--- Task to carry out ---
Scan the listing below for the word "items" and copy every line that has it.

--- Input ---
//! Unified capability catalog across every open session.
//!
//! Listing is concurrent, merging is sequential in session order, and the
//! first session to list a name owns it.

use std::{
    collections::{HashMap, HashSet},
    sync::{
        Arc,
        atomic::{AtomicU64, Ordering},
    },
};

use {
    futures::future::join_all,
    serde::Serialize,
    serde_json::{Map, Value},
    tokio::sync::{Mutex, RwLock},
    tracing::{debug, info, warn},
};

#[cfg(feature = "metrics")]
use toolmesh_metrics::{counter, mcp as mcp_metrics};

use crate::{error::Result, pool::SessionPool, types::McpToolDef};

/// One invokable capability in the unified catalog.
#[derive(Debug, Clone, PartialEq, Serialize)]
pub struct CapabilityDescriptor {
    pub name: String,
    pub description: String,
    pub parameter_schema: Value,
    /// Name of the endpoint whose session serves this capability.
    pub session_key: String,
}

/// A capability dropped because an earlier session already listed its name.
#[derive(Debug, Clone, PartialEq, Eq, Serialize)]
pub struct ShadowedCapability {
    pub name: String,
    pub endpoint: String,
    pub kept_from: String,
}

#[derive(Debug, Clone, Default)]
pub struct MergeOutcome {
    pub capabilities: Vec<CapabilityDescriptor>,
    pub shadowed: Vec<ShadowedCapability>,
}

/// Normalize a parameter schema.
///
/// A `type` array of exactly one element collapses to that element; any other
/// length becomes `"string"`. Every `enum` value becomes its string form.
/// Nested objects and arrays are walked recursively.
#[must_use]
pub fn sanitize_schema(schema: &Value) -> Value {
    match schema {
        Value::Object(map) => {
            let cleaned: Map<String, Value> = map
                .iter()
                .map(|(key, value)| {
                    let value = match (key.as_str(), value) {
                        ("type", Value::Array(types)) => collapse_type(types),
                        ("enum", Value::Array(values)) => {
                            Value::Array(values.iter().map(enum_value_as_string).collect())
                        },
                        _ => sanitize_schema(value),
                    };
                    (key.clone(), value)
                })
                .collect();
            Value::Object(cleaned)
        },
        Value::Array(items) => Value::Array(items.iter().map(sanitize_schema).collect()),
        other => other.clone(),
    }
}

fn collapse_type(types: &[Value]) -> Value {
    match types {
        [Value::Array(inner)] => collapse_type(inner),
        [single] => sanitize_schema(single),
        _ => Value::String("string".into()),
    }
}

fn enum_value_as_string(value: &Value) -> Value {
    match value {
        Value::String(_) => value.clone(),
        other => Value::String(other.to_string()),
    }
}

/// Merge per-session listings in the given order. First seen name wins.
#[must_use]
pub fn merge_listings(listings: Vec<(String, Vec<McpToolDef>)>) -> MergeOutcome {
    let mut owners: HashMap<String, String> = HashMap::new();
    let mut outcome = MergeOutcome::default();

    for (endpoint, tools) in listings {
        for tool in tools {
            if let Some(kept_from) = owners.get(&tool.name) {
                outcome.shadowed.push(ShadowedCapability {
                    name: tool.name,
                    endpoint: endpoint.clone(),
                    kept_from: kept_from.clone(),
                });
                continue;
            }
            owners.insert(tool.name.clone(), endpoint.clone());

            let schema = if tool.input_schema.is_null() {
                serde_json::json!({ "type": "object", "properties": {} })
            } else {
                sanitize_schema(&tool.input_schema)
            };
            outcome.capabilities.push(CapabilityDescriptor {
                name: tool.name,
                description: tool.description.unwrap_or_default(),
                parameter_schema: schema,
                session_key: endpoint.clone(),
            });
        }
    }
    outcome
}

/// An immutable catalog build.
#[derive(Debug, Clone)]
pub struct CatalogSnapshot {
    pub version: u64,
    pub built_at: u64,
    pub pool_generation: u64,
    pub capabilities: Vec<CapabilityDescriptor>,
    /// Endpoints that failed to list during this build.
    pub listing_failures: Vec<String>,
    index: HashMap<String, usize>,
}

impl CatalogSnapshot {
    fn new(
        version: u64,
        pool_generation: u64,
        capabilities: Vec<CapabilityDescriptor>,
        listing_failures: Vec<String>,
    ) -> Self {
        let index = capabilities
            .iter()
            .enumerate()
            .map(|(i, c)| (c.name.clone(), i))
            .collect();
        Self {
            version,
            built_at: toolmesh_common::unix_now(),
            pool_generation,
            capabilities,
            listing_failures,
            index,
        }
    }

    #[must_use]
    pub fn get(&self, name: &str) -> Option<&CapabilityDescriptor> {
        self.index.get(name).map(|&i| &self.capabilities[i])
    }

    #[must_use]
    pub fn names(&self) -> HashSet<&str> {
        self.index.keys().map(String::as_str).collect()
    }

    #[must_use]
    pub fn len(&self) -> usize {
        self.capabilities.len()
    }

    #[must_use]
    pub fn is_empty(&self) -> bool {
        self.capabilities.is_empty()
    }
}

pub struct Catalog {
    pool: Arc<SessionPool>,
    cache: RwLock<Option<Arc<CatalogSnapshot>>>,
    refresh_lock: Mutex<()>,
    next_version: AtomicU64,
}

impl Catalog {
    pub fn new(pool: Arc<SessionPool>) -> Self {
        Self {
            pool,
            cache: RwLock::new(None),
            refresh_lock: Mutex::new(()),
            next_version: AtomicU64::new(1),
        }
    }

    /// The cached snapshot if it still matches the pool, otherwise a fresh build.
    pub async fn get_capabilities(&self) -> Result<Arc<CatalogSnapshot>> {
        if let Some(snapshot) = self.valid_cached().await {
            return Ok(snapshot);
        }
        let _guard = self.refresh_lock.lock().await;
        if let Some(snapshot) = self.valid_cached().await {
            return Ok(snapshot);
        }
        self.build().await
    }

    /// Rebuild from every session, regardless of the cache.
    pub async fn refresh(&self) -> Result<Arc<CatalogSnapshot>> {
        let _guard = self.refresh_lock.lock().await;
        self.build().await
    }

    pub async fn invalidate(&self) {
        self.cache.write().await.take();
    }

    async fn valid_cached(&self) -> Option<Arc<CatalogSnapshot>> {
        self.cache
            .read()
            .await
            .as_ref()
            .filter(|s| s.pool_generation == self.pool.generation())
            .cloned()
    }

    async fn build(&self) -> Result<Arc<CatalogSnapshot>> {
        let generation = self.pool.generation();
        let sessions = self.pool.sessions().await?;

        let listed = join_all(sessions.iter().map(|s| s.list_tools())).await;

        let mut listings = Vec::with_capacity(sessions.len());
        let mut failures = Vec::new();
        for (session, result) in sessions.iter().zip(listed) {
            let endpoint = session.endpoint_name().to_string();
            match result {
                Ok(tools) => listings.push((endpoint, tools)),
                Err(e) => {
                    warn!(endpoint = %endpoint, error = %e, "failed to list tools");
                    failures.push(endpoint);
                },
            }
        }

        let outcome = merge_listings(listings);
        for shadowed in &outcome.shadowed {
            debug!(
                tool = %shadowed.name,
                endpoint = %shadowed.endpoint,
                kept_from = %shadowed.kept_from,
                "skipping duplicate tool"
            );
        }

        let version = self.next_version.fetch_add(1, Ordering::SeqCst);
        let snapshot = Arc::new(CatalogSnapshot::new(
            version,
            generation,
            outcome.capabilities,
            failures,
        ));

        info!(
            tools = snapshot.len(),
            sessions = sessions.len(),
            shadowed = outcome.shadowed.len(),
            version,
            "tool catalog built"
        );

        #[cfg(feature = "metrics")]
        counter!(mcp_metrics::CATALOG_REFRESH_TOTAL).increment(1);

        // A partial listing is served but not cached, so the next call retries.
        if snapshot.listing_failures.is_empty() {
            *self.cache.write().await = Some(Arc::clone(&snapshot));
        } else {
            self.cache.write().await.take();
        }
        Ok(snapshot)
    }
}

#[allow(clippy::unwrap_used, clippy::expect_used)]
#[cfg(test)]
mod tests {
    use serde_json::json;

    use super::*;

    fn tool(name: &str, schema: Value) -> McpToolDef {
        McpToolDef {
            name: name.into(),
            description: Some(format!("{name} tool")),
            input_schema: schema,
        }
    }

    #[test]
    fn type_list_collapses() {
        let s = sanitize_schema(&json!({"type": ["integer"]}));
        assert_eq!(s, json!({"type": "integer"}));

        let s = sanitize_schema(&json!({"type": ["string", "null"]}));
        assert_eq!(s, json!({"type": "string"}));

        let s = sanitize_schema(&json!({"type": []}));
        assert_eq!(s, json!({"type": "string"}));
    }

    #[test]
    fn enum_values_become_strings() {
        let s = sanitize_schema(&json!({"enum": [1, "two", true, null, 2.5]}));
        assert_eq!(s, json!({"enum": ["1", "two", "true", "null", "2.5"]}));
    }

    #[test]
    fn nested_properties_and_arrays_are_walked() {
        let s = sanitize_schema(&json!({
            "type": "object",
            "properties": {
                "qty": {"type": ["integer"]},
                "addr": {
                    "type": "object",
                    "properties": {"kind": {"enum": [1, 2]}}
                },
                "items": {"type": "array", "items": {"type": ["number", "null"]}},
                "either": {"anyOf": [{"type": ["boolean"]}, {"enum": [false]}]}
            },
            "required": ["qty"]
        }));
        assert_eq!(s["properties"]["qty"]["type"], "integer");
        assert_eq!(s["properties"]["addr"]["properties"]["kind"]["enum"], json!(["1", "2"]));
        assert_eq!(s["properties"]["items"]["items"]["type"], "string");
        assert_eq!(s["properties"]["either"]["anyOf"][0]["type"], "boolean");
        assert_eq!(s["properties"]["either"]["anyOf"][1]["enum"], json!(["false"]));
        assert_eq!(s["required"], json!(["qty"]));
    }

    #[test]
    fn sanitize_is_idempotent() {
        let schemas = [
            json!({"type": ["integer", "null"], "enum": [1, {"a": 1}]}),
            json!({"properties": {"x": {"type": [["nested"]]}}}),
            json!({"anyOf": [{"type": ["a"]}, {"enum": [[1, 2]]}]}),
            json!("plain"),
            json!(null),
        ];
        for schema in schemas {
            let once = sanitize_schema(&schema);
            assert_eq!(sanitize_schema(&once), once, "not idempotent for {schema}");
        }
    }

    #[test]
    fn first_listed_name_wins() {
        let outcome = merge_listings(vec![
            (
                "food".into(),
                vec![tool("search", json!({"type": "object"})), tool("cart", json!({}))],
            ),
            (
                "grocery".into(),
                vec![tool("search", json!({"type": "object"})), tool("basket", json!({}))],
            ),
        ]);

        let names: Vec<_> = outcome.capabilities.iter().map(|c| c.name.as_str()).collect();
        assert_eq!(names, vec!["search", "cart", "basket"]);
        assert_eq!(outcome.capabilities[0].session_key, "food");
        assert_eq!(outcome.capabilities[2].session_key, "grocery");
        assert_eq!(outcome.shadowed, vec![ShadowedCapability {
            name: "search".into(),
            endpoint: "grocery".into(),
            kept_from: "food".into(),
        }]);
    }

    #[test]
    fn missing_schema_becomes_empty_object() {
        let outcome = merge_listings(vec![("a".into(), vec![McpToolDef {
            name: "ping".into(),
            description: None,
            input_schema: Value::Null,
        }])]);
        let cap = &outcome.capabilities[0];
        assert_eq!(cap.parameter_schema, json!({"type": "object", "properties": {}}));
        assert_eq!(cap.description, "");
    }

    #[test]
    fn snapshot_index_lookup() {
        let outcome = merge_listings(vec![("a".into(), vec![
            tool("x", json!({})),
            tool("y", json!({})),
        ])]);
        let snapshot = CatalogSnapshot::new(1, 1, outcome.capabilities, Vec::new());
        assert_eq!(snapshot.get("y").unwrap().session_key, "a");
        assert!(snapshot.get("z").is_none());
        assert_eq!(snapshot.names().len(), 2);
    }
}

--- Worked solution ---
        Value::Array(items) => Value::Array(items.iter().map(sanitize_schema).collect()),
                "items": {"type": "array", "items": {"type": ["number", "null"]}},
        assert_eq!(s["properties"]["items"]["items"]["type"], "string");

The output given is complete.